Members of the long-oppressed, stateless ethnic group describe gang-rape, torture and murder. They have poured into neighboring Bangladesh after a two-month government crackdown.
More than 20,000 Rohingya Muslims fled from Myanmar to Bangladesh in recent weeks escaping a renewed wave of violence, humanitarian officials said on Tuesday.
Bangladeshi border patrols stepped up efforts to turn back refugees, but about 21,000 Rohingya entered the country over the past two months, said Sanjukta Sahany, the head of the International Organization for Migration office in Bangladesh's southeastern district of Cox Bazar that borders Rakhine.
"It is based on the figures collected by UN agencies and international NGOs [non-governmental organizations]," she told AFP.
The Dhaka office of the United Nations High Commissioner for Refugees separately estimated that "there could be 21,000 new arrivals in recent weeks," in a statement.
Rohingya refugees in Bangladesh described acts of gang-rape, torture and murder by Myanmar's security forces who began a bloody crackdown in October in the state of Rakhine.
Solidarity groups estimated several hundred members of the stateless ethnic minority were killed since October.
The United Nations estimated more than 30,000 have been displaced.
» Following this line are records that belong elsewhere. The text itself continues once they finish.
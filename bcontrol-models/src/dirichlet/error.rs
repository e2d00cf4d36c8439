use thiserror::Error;

/// Errors detected while configuring a problem instance.
///
/// Configuration is checked once, at construction, so a problem that exists
/// is always ready to evaluate.
#[derive(Debug, Error)]
pub enum ConfigError {
    #[error("grid needs at least one interior point per dimension, got {n}")]
    GridTooSmall { n: usize },

    #[error("grid with {n} interior points per dimension overflows the index range")]
    GridTooLarge { n: usize },

    #[error("`{name}` must be finite and non-negative, got {value}")]
    InvalidWeight { name: &'static str, value: f64 },

    #[error("`{name}` lower bound {lower} exceeds upper bound {upper}")]
    InvertedBounds {
        name: &'static str,
        lower: f64,
        upper: f64,
    },

    #[error("`{name}` must be a number, got {value}")]
    NonFinite { name: &'static str, value: f64 },

    #[error("invalid penalty shape: {reason}")]
    InvalidPenalty { reason: &'static str },

    #[error("failed to parse parameters")]
    Parse(#[from] toml::de::Error),
}
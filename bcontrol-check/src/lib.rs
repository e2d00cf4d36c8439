//! Verification tools for problems implementing [`bcontrol_core::NlpProblem`].
//!
//! A [`Session`] drives a problem the way a solver does: it queries the
//! dimensions and both sparsity structures once, validates them, and then
//! evaluates values against those fixed structures. The [`derivative`]
//! module compares analytic derivatives against central finite
//! differences through a session.

mod error;
mod observe;
mod session;

pub mod derivative;

pub use error::Error;
pub use observe::Observer;
pub use session::Session;
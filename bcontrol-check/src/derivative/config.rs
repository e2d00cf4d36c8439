/// Configuration for the finite-difference derivative checks.
///
/// Each variable is perturbed by `perturbation · max(1, |x_j|)` in both
/// directions. An analytic value `a` and its estimate `e` disagree when
/// `|a − e| > abs_tol + rel_tol · max(|a|, |e|)`.
#[derive(Debug, Clone, Copy, PartialEq)]
pub struct Config {
    pub perturbation: f64,
    pub rel_tol: f64,
    pub abs_tol: f64,
}

impl Default for Config {
    fn default() -> Self {
        Self {
            perturbation: 1e-6,
            rel_tol: 1e-4,
            abs_tol: 1e-8,
        }
    }
}

impl Config {
    /// Validates that the perturbation is positive and the tolerances are
    /// non-negative, all finite.
    ///
    /// # Errors
    ///
    /// Returns an error describing the first invalid field.
    pub fn validate(&self) -> Result<(), &'static str> {
        if !self.perturbation.is_finite() || self.perturbation <= 0.0 {
            return Err("perturbation must be finite and positive");
        }
        if !self.rel_tol.is_finite() || self.rel_tol < 0.0 {
            return Err("rel_tol must be finite and non-negative");
        }
        if !self.abs_tol.is_finite() || self.abs_tol < 0.0 {
            return Err("abs_tol must be finite and non-negative");
        }
        Ok(())
    }

    pub(super) fn step(&self, x: f64) -> f64 {
        self.perturbation * x.abs().max(1.0)
    }

    pub(super) fn agrees(&self, analytic: f64, estimate: f64) -> bool {
        let scale = analytic.abs().max(estimate.abs());
        (analytic - estimate).abs() <= self.abs_tol + self.rel_tol * scale
    }
}

#[cfg(test)]
mod tests {
    use super::*;

    #[test]
    fn default_is_valid() {
        assert!(Config::default().validate().is_ok());
    }

    #[test]
    fn rejects_zero_perturbation() {
        let config = Config {
            perturbation: 0.0,
            ..Config::default()
        };
        assert_eq!(
            config.validate(),
            Err("perturbation must be finite and positive")
        );
    }

    #[test]
    fn agreement_mixes_absolute_and_relative_tolerance() {
        let config = Config::default();
        assert!(config.agrees(0.0, 5e-9));
        assert!(!config.agrees(0.0, 5e-8));
        assert!(config.agrees(100.0, 100.005));
        assert!(!config.agrees(100.0, 100.02));
    }
}
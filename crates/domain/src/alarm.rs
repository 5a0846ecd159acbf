//! Alarm time: a validated `HH:MM` pair and its "unset" sentinel.

use std::fmt;
use std::str::FromStr;

use crate::error::{AlarmHubError, ValidationError};

/// Text shown in place of an alarm time when none is configured.
pub const UNSET: &str = "--:--";

/// Wall-clock time at which the alarm rings.
///
/// Always satisfies `hour <= 23` and `minute <= 59`; the only way to build
/// one is through [`AlarmTime::new`] or one of the parsers.
#[derive(Debug, Clone, Copy, PartialEq, Eq, PartialOrd, Ord, Hash)]
pub struct AlarmTime {
    hour: u8,
    minute: u8,
}

impl AlarmTime {
    /// Build an alarm time after checking ranges.
    ///
    /// # Errors
    ///
    /// Returns [`AlarmHubError::Validation`] when `hour > 23` or `minute > 59`.
    pub fn new(hour: u32, minute: u32) -> Result<Self, AlarmHubError> {
        let hour = u8::try_from(hour)
            .ok()
            .filter(|h| *h <= 23)
            .ok_or(ValidationError::HourOutOfRange(hour))?;
        let minute = u8::try_from(minute)
            .ok()
            .filter(|m| *m <= 59)
            .ok_or(ValidationError::MinuteOutOfRange(minute))?;
        Ok(Self { hour, minute })
    }

    /// Build an alarm time from the decimal strings submitted by the page.
    ///
    /// Each part must be one or two ASCII digits (`7` and `07` are both
    /// accepted).
    ///
    /// # Errors
    ///
    /// Returns [`ValidationError::MalformedTime`] for anything that is not
    /// a short decimal number, and the range errors of [`AlarmTime::new`].
    pub fn from_parts(hour: &str, minute: &str) -> Result<Self, AlarmHubError> {
        Self::new(parse_component(hour)?, parse_component(minute)?)
    }

    #[must_use]
    pub fn hour(self) -> u8 {
        self.hour
    }

    #[must_use]
    pub fn minute(self) -> u8 {
        self.minute
    }
}

fn parse_component(value: &str) -> Result<u32, ValidationError> {
    if value.is_empty() || value.len() > 2 || !value.bytes().all(|b| b.is_ascii_digit()) {
        return Err(ValidationError::MalformedTime(value.to_string()));
    }
    value
        .parse()
        .map_err(|_| ValidationError::MalformedTime(value.to_string()))
}

impl fmt::Display for AlarmTime {
    fn fmt(&self, f: &mut fmt::Formatter<'_>) -> fmt::Result {
        write!(f, "{:02}:{:02}", self.hour, self.minute)
    }
}

impl FromStr for AlarmTime {
    type Err = AlarmHubError;

    fn from_str(s: &str) -> Result<Self, Self::Err> {
        let (hour, minute) = s
            .split_once(':')
            .ok_or_else(|| ValidationError::MalformedTime(s.to_string()))?;
        Self::from_parts(hour, minute)
    }
}

/// Renders an optional alarm as `HH:MM`, or [`UNSET`] when absent.
#[derive(Debug, Clone, Copy, PartialEq, Eq)]
pub struct AlarmDisplay(pub Option<AlarmTime>);

impl From<Option<AlarmTime>> for AlarmDisplay {
    fn from(value: Option<AlarmTime>) -> Self {
        Self(value)
    }
}

impl fmt::Display for AlarmDisplay {
    fn fmt(&self, f: &mut fmt::Formatter<'_>) -> fmt::Result {
        match self.0 {
            Some(time) => time.fmt(f),
            None => f.write_str(UNSET),
        }
    }
}

#[cfg(test)]
mod tests {
    use super::*;

    #[test]
    fn should_build_alarm_when_in_range() {
        let alarm = AlarmTime::new(23, 59).unwrap();
        assert_eq!(alarm.hour(), 23);
        assert_eq!(alarm.minute(), 59);
    }

    #[test]
    fn should_reject_hour_when_above_23() {
        let result = AlarmTime::new(24, 0);
        assert!(matches!(
            result,
            Err(AlarmHubError::Validation(ValidationError::HourOutOfRange(24)))
        ));
    }

    #[test]
    fn should_reject_minute_when_above_59() {
        let result = AlarmTime::new(0, 60);
        assert!(matches!(
            result,
            Err(AlarmHubError::Validation(ValidationError::MinuteOutOfRange(
                60
            )))
        ));
    }

    #[test]
    fn should_reject_huge_hour_without_truncating() {
        let result = AlarmTime::new(256 + 7, 0);
        assert!(matches!(
            result,
            Err(AlarmHubError::Validation(ValidationError::HourOutOfRange(
                263
            )))
        ));
    }

    #[test]
    fn should_zero_pad_when_displayed() {
        let alarm = AlarmTime::new(7, 5).unwrap();
        assert_eq!(alarm.to_string(), "07:05");
    }

    #[test]
    fn should_accept_single_and_double_digit_parts() {
        assert_eq!(
            AlarmTime::from_parts("7", "30").unwrap(),
            AlarmTime::from_parts("07", "30").unwrap()
        );
    }

    #[test]
    fn should_reject_parts_when_not_decimal() {
        for (hour, minute) in [("", "00"), ("ab", "00"), ("07", "-1"), (" 7", "00"), ("007", "00")] {
            let result = AlarmTime::from_parts(hour, minute);
            assert!(
                matches!(
                    result,
                    Err(AlarmHubError::Validation(ValidationError::MalformedTime(_)))
                ),
                "{hour:?}:{minute:?} should be malformed"
            );
        }
    }

    #[test]
    fn should_parse_hh_mm() {
        let alarm: AlarmTime = "13:05".parse().unwrap();
        assert_eq!(alarm, AlarmTime::new(13, 5).unwrap());
    }

    #[test]
    fn should_not_parse_the_unset_sentinel() {
        assert!(UNSET.parse::<AlarmTime>().is_err());
    }

    #[test]
    fn should_not_parse_without_separator() {
        assert!("1305".parse::<AlarmTime>().is_err());
    }

    #[test]
    fn should_display_sentinel_when_unset() {
        assert_eq!(AlarmDisplay(None).to_string(), "--:--");
    }

    #[test]
    fn should_display_time_when_set() {
        let display = AlarmDisplay::from(Some(AlarmTime::new(0, 0).unwrap()));
        assert_eq!(display.to_string(), "00:00");
    }
}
Most moved into makeshift settlements, official refugee camps and villages, Sahany said.
They killed us mercilessly
Young mother, Mohsena Begum, 20, said Myanmar soldiers came to her village of Caira Fara in the morning and set fire to the concrete-and-thatch homes. Soldiers shot anyone who fled into the fields, she said.
A group of soldiers and local men allegedly slit the throats of four village leaders and then beat and raped her.
Arabic teacher Osman Gani, said he fled after his village, Gouzo Bil, was attacked on November 11.
"They came and killed mercilessly. They burned our homes," he said at the weekend near the Naf River. "No one was there to save us."
Human Rights Watch said satellite images showed hundreds of buildings in Rohingya villages had been razed.
The latest outbreak of violence began after a series of attacks on guard posts near the Bangladesh border that killed nine police officers. Security forces swept the state searching for unidentified attackers.
Myanmar's leader and Nobel peace laureate Aung San Suu Kyi vowed to work for"peace and national reconciliation," last week, but did not mention the violence in Rakhine state. In a recent TV interview she accused the international community of stoking unrest.
"It doesn't help if everybody is just concentrating on the negative side of the situation, in spite of the fact that there were attacks on police outposts," she said on Singapore's Channel News Asia.